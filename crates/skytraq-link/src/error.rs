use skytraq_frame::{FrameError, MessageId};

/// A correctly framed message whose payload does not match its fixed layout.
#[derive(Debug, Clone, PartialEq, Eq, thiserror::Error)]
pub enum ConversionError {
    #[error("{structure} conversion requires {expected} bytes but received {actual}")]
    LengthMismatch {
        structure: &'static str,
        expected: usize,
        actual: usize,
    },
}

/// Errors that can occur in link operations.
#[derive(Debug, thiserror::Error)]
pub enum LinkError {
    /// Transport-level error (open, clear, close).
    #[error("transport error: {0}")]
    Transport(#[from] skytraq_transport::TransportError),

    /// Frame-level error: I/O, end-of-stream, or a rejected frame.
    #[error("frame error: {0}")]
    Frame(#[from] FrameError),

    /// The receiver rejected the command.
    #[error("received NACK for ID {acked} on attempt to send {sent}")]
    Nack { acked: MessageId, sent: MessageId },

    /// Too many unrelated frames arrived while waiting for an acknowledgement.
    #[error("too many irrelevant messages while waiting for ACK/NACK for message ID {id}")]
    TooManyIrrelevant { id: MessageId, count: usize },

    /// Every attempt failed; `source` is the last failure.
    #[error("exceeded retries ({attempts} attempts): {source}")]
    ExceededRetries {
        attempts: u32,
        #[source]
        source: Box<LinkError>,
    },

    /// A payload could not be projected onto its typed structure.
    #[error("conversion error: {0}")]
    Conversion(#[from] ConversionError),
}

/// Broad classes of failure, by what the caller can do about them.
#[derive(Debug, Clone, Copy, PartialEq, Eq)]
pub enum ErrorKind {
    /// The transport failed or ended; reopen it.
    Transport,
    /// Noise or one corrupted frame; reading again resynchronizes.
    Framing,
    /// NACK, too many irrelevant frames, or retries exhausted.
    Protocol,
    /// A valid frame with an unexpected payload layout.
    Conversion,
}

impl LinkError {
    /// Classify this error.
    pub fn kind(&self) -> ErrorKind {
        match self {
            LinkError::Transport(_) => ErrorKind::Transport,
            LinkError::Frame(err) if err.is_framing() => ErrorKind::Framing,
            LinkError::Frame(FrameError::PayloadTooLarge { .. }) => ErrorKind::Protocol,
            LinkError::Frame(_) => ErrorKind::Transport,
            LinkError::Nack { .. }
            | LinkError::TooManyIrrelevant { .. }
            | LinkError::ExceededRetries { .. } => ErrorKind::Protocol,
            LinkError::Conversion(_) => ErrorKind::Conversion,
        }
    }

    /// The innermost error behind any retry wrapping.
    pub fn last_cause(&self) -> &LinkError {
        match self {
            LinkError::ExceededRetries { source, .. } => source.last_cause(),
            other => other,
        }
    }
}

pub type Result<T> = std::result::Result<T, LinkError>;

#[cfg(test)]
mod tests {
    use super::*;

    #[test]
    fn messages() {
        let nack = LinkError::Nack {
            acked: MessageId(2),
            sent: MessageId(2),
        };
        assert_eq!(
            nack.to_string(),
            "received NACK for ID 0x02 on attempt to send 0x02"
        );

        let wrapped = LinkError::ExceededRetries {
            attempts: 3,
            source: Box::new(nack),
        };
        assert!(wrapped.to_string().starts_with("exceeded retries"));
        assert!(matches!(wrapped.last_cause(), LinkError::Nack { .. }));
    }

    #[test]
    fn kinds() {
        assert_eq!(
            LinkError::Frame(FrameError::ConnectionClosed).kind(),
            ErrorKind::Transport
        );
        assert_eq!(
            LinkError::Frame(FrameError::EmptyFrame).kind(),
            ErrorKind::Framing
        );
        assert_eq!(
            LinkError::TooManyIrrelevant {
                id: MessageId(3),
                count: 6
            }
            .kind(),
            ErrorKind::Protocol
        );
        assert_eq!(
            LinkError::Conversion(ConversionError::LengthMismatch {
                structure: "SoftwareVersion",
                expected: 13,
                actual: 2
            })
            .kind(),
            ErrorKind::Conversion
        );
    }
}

▸ WORK REQUEST: Begin with the line above that has "for an acknowledgement." and continue through the line that has "the last failure.", setting each one down exactly. Stop there.

▸ TASK SOLUTION:
    /// Too many unrelated frames arrived while waiting for an acknowledgement.
    #[error("too many irrelevant messages while waiting for ACK/NACK for message ID {id}")]
    TooManyIrrelevant { id: MessageId, count: usize },

    /// Every attempt failed; `source` is the last failure.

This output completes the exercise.